Both Erdoğan and the Kurds are placing risky bets.
The Kurds hope against all odds that Assad will repay the favor of allowing the president to advance his goal of gaining control of parts of Syria held by rebel forces and forcing a withdrawal of US forces from the area by granting the Kurds a measure of autonomy.
With elections in Turkey looming in the next year, Erdoğan hopes that Assad will help him cater to nationalist anti-Kurdish and anti-migrant sentiment by taking control of Kurdish areas.
Turkey wants to start repatriating some of the four million predominantly Syrian refugees it hosts. In early August, Turkey’s interior ministry announced that it had completed the construction of more than 60,000 homes for returning refugees to northeastern Syria.
Concern about a potential deal with Assad and a call by Turkish Foreign Minister Mevlut Cavusloglu for reconciliation between opposition groups and Damascus sparked anti-Turkish protests in Turkish-controlled areas of northern Syria as well as rebel-held Idlib.
Turkey also expects Assad, who is keen to regain not only territorial control but also maintain centralized power, to ultimately crack down on armed Kurdish groups and efforts to sustain autonomously governed Kurdish areas.
As a result, Perincek, alongside Turkish-Syrian intelligence contacts, has his work cut out for him. The gap between Turkish and Syrian aspirations is wide. Assad wants a complete withdrawal of Turkish forces and the return of Syrian control of Kurdish and rebel-held areas. He is unlikely willing or able to provide the kind of security guarantees that Turkey would demand. Both the Kurds and Erdoğan are caught in Catch-22s of their own that do not bode well for either.
The Kurds may be left with no options if a Turkish-Syrian rapprochement succeeds or face a Turkish onslaught if it fails. Similarly, reconciliation on terms acceptable to Erdoğan may amount to pulling a rabbit out of a hat.

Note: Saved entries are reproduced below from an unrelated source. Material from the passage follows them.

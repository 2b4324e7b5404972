//! Request dispatch.
//!
//! [`Ajax`] turns [`RequestOptions`] into an [`OutgoingRequest`], hands it
//! to the transport and wraps the completed exchange in an [`AjaxResult`].
//! Everything that can be wrong with the options is reported by `dispatch`
//! itself; the returned [`PendingRequest`] always resolves to a result.

use std::future::Future;
use std::pin::Pin;
use std::sync::Arc;
use std::sync::atomic::{AtomicU64, Ordering};
use std::task::{Context, Poll};

use futures_util::future::BoxFuture;

use super::headers::install_headers;
use super::options::{AjaxCall, AjaxSettings, RequestOptions, ResolvedRequest};
use super::payload::Payload;
use super::query::{append_query, encode_query};
use super::result::AjaxResult;
use crate::error::Result;
use crate::form::{FormLookup, FormSource};
use crate::http::{HttpClient, OutgoingRequest, ProgressObservers, RequestBody, Transport};

/// Unique identifier for a dispatched request.
#[derive(Clone, Copy, Debug, PartialEq, Eq, Hash, PartialOrd, Ord)]
pub struct RequestId(u64);

impl RequestId {
    fn new() -> Self {
        static COUNTER: AtomicU64 = AtomicU64::new(1);
        Self(COUNTER.fetch_add(1, Ordering::Relaxed))
    }

    /// The raw identifier.
    pub fn as_u64(self) -> u64 {
        self.0
    }
}

impl std::fmt::Display for RequestId {
    fn fmt(&self, f: &mut std::fmt::Formatter<'_>) -> std::fmt::Result {
        write!(f, "#{}", self.0)
    }
}

struct AjaxInner {
    transport: Arc<dyn Transport>,
    settings: AjaxSettings,
    forms: Option<Arc<dyn FormLookup>>,
}

/// Entry point for issuing requests.
///
/// Cheap to clone; clones share the transport and settings.
///
/// # Example
///
/// ```ignore
/// use horizon_lattice_ajax::{Ajax, RequestOptions};
///
/// let ajax = Ajax::with_http_client()?;
/// let result = ajax
///     .dispatch_url("https://example.com/api/ping", RequestOptions::new())?
///     .await;
///
/// if !result.has_error() {
///     println!("{}", result.text());
/// }
/// ```
#[derive(Clone)]
pub struct Ajax {
    inner: Arc<AjaxInner>,
}

impl Ajax {
    /// Create an instance with default settings.
    pub fn new(transport: impl Transport + 'static) -> Self {
        Self::builder(transport).build()
    }

    /// Create an instance backed by a default [`HttpClient`].
    pub fn with_http_client() -> Result<Self> {
        Ok(Self::new(HttpClient::new()?))
    }

    /// Start configuring an instance.
    pub fn builder(transport: impl Transport + 'static) -> AjaxBuilder {
        AjaxBuilder {
            transport: Arc::new(transport),
            settings: AjaxSettings::default(),
            forms: None,
        }
    }

    /// The defaults merged into every request.
    pub fn settings(&self) -> &AjaxSettings {
        &self.inner.settings
    }

    /// The transport requests are sent through.
    pub fn transport(&self) -> &Arc<dyn Transport> {
        &self.inner.transport
    }

    /// Dispatch a request described entirely by `options`.
    pub fn dispatch(&self, options: RequestOptions) -> Result<PendingRequest> {
        self.start(RequestOptions::from_options(options))
    }

    /// Dispatch a request to `url`.
    pub fn dispatch_url(
        &self,
        url: impl Into<String>,
        options: RequestOptions,
    ) -> Result<PendingRequest> {
        self.start(RequestOptions::from_url(url, options))
    }

    /// Submit `form` as a request.
    pub fn dispatch_form(
        &self,
        form: Arc<dyn FormSource>,
        options: RequestOptions,
    ) -> Result<PendingRequest> {
        self.start(RequestOptions::from_form(form, options))
    }

    /// Dispatch any call shape.
    pub fn call(&self, call: impl Into<AjaxCall>) -> Result<PendingRequest> {
        self.start(call.into().into_options())
    }

    /// Dispatch and drive the request on the Tokio runtime.
    ///
    /// # Panics
    ///
    /// Panics if called outside a Tokio runtime.
    pub fn spawn(
        &self,
        call: impl Into<AjaxCall>,
    ) -> Result<tokio::task::JoinHandle<AjaxResult>> {
        let pending = self.call(call)?;
        Ok(tokio::spawn(pending))
    }

    fn start(&self, options: RequestOptions) -> Result<PendingRequest> {
        let id = RequestId::new();
        let resolved = options
            .resolve(&self.inner.settings)
            .and_then(|resolved| Ok((self.assemble(&resolved)?, resolved)));

        let (request, resolved) = match resolved {
            Ok(parts) => parts,
            Err(e) => {
                tracing::error!(
                    target: "horizon_lattice_ajax::pipeline",
                    request_id = %id,
                    error = %e,
                    "Request rejected"
                );
                return Err(e);
            }
        };

        tracing::debug!(
            target: "horizon_lattice_ajax::pipeline",
            request_id = %id,
            method = %request.method,
            url = %request.url,
            "Dispatching request"
        );

        let observers = ProgressObservers {
            download: resolved.hooks.on_progress_hook().cloned(),
            upload: resolved.hooks.on_upload_progress_hook().cloned(),
        };
        let exchange = self.inner.transport.send(request, observers);

        Ok(PendingRequest {
            id,
            future: Box::pin(complete(id, exchange, resolved)),
        })
    }

    /// Build the outgoing request and run the pre-send interceptor.
    fn assemble(&self, resolved: &ResolvedRequest) -> Result<OutgoingRequest> {
        let payload = Payload::from_content(&resolved.content, self.inner.forms.as_deref());
        let url = self.inner.transport.resolve_url(&resolved.url)?;

        let mut request = if resolved.method.is_read_only() {
            OutgoingRequest::new(resolved.method, append_query(&url, &encode_query(&payload)))
        } else {
            let mut request = OutgoingRequest::new(resolved.method, url);
            request.body = RequestBody::Payload(payload);
            request
        };

        install_headers(&mut request, resolved.headers.as_deref())?;

        if let Some(before_send) = resolved.hooks.before_send_hook() {
            before_send(&mut request);
        }

        Ok(request)
    }
}

impl std::fmt::Debug for Ajax {
    fn fmt(&self, f: &mut std::fmt::Formatter<'_>) -> std::fmt::Result {
        f.debug_struct("Ajax")
            .field("settings", &self.inner.settings)
            .field("form_lookup", &self.inner.forms.is_some())
            .finish_non_exhaustive()
    }
}

/// Builder for [`Ajax`].
pub struct AjaxBuilder {
    transport: Arc<dyn Transport>,
    settings: AjaxSettings,
    forms: Option<Arc<dyn FormLookup>>,
}

impl AjaxBuilder {
    /// Replace the default settings.
    pub fn settings(mut self, settings: AjaxSettings) -> Self {
        self.settings = settings;
        self
    }

    /// Resolve selector strings in request content through `lookup`.
    pub fn form_lookup(mut self, lookup: impl FormLookup + 'static) -> Self {
        self.forms = Some(Arc::new(lookup));
        self
    }

    /// Build the instance.
    pub fn build(self) -> Ajax {
        Ajax {
            inner: Arc::new(AjaxInner {
                transport: self.transport,
                settings: self.settings,
                forms: self.forms,
            }),
        }
    }
}

/// Wait for the exchange, then run the post-processing stages in order.
async fn complete(
    id: RequestId,
    exchange: BoxFuture<'static, crate::http::Exchange>,
    resolved: ResolvedRequest,
) -> AjaxResult {
    let result = AjaxResult::new(exchange.await);

    tracing::debug!(
        target: "horizon_lattice_ajax::pipeline",
        request_id = %id,
        status = result.status(),
        has_error = result.has_error(),
        "Request completed"
    );

    if let Some(before_return) = resolved.hooks.before_return_hook() {
        before_return(&result);
    }
    if let Some(callback) = resolved.status_code.get(&result.status()) {
        callback(&result);
    }
    if !result.has_error()
        && let Some(success) = &resolved.success
    {
        success(&result);
    }
    if result.has_error()
        && let Some(error) = &resolved.error
    {
        error(&result);
    }

    result
}

/// A dispatched request.
///
/// Resolves to the [`AjaxResult`] once the transport reports completion and
/// the configured callbacks have run. The request is handed to the
/// transport at dispatch, but only makes progress while this is polled.
#[must_use = "requests do nothing unless awaited or spawned"]
pub struct PendingRequest {
    id: RequestId,
    future: BoxFuture<'static, AjaxResult>,
}

impl PendingRequest {
    /// The identifier logged for this request.
    pub fn id(&self) -> RequestId {
        self.id
    }
}

impl Future for PendingRequest {
    type Output = AjaxResult;

    fn poll(self: Pin<&mut Self>, cx: &mut Context<'_>) -> Poll<Self::Output> {
        self.get_mut().future.as_mut().poll(cx)
    }
}

impl std::fmt::Debug for PendingRequest {
    fn fmt(&self, f: &mut std::fmt::Formatter<'_>) -> std::fmt::Result {
        f.debug_struct("PendingRequest")
            .field("id", &self.id)
            .finish_non_exhaustive()
    }
}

Whether he agrees with Assad or violence in northern Syria escalates, Erdoğan risks sparking a new wave of refugees making its way to Turkey at a time that he can economically and politically least afford another refugee crisis.
In the words of analyst Kamal Alam, Erdoğan’s problem is that the Turkish president “is running out of time before the next election to solve the Gordian knot that is Syria. For his part, Assad can wait this out – because after Turkey once again fails to bomb its way out of the northeastern problem, Erdoğan will need Assad far more than the reverse.”
The views expressed in this article are the author’s own and do not necessarily reflect Fair Observer’s editorial policy.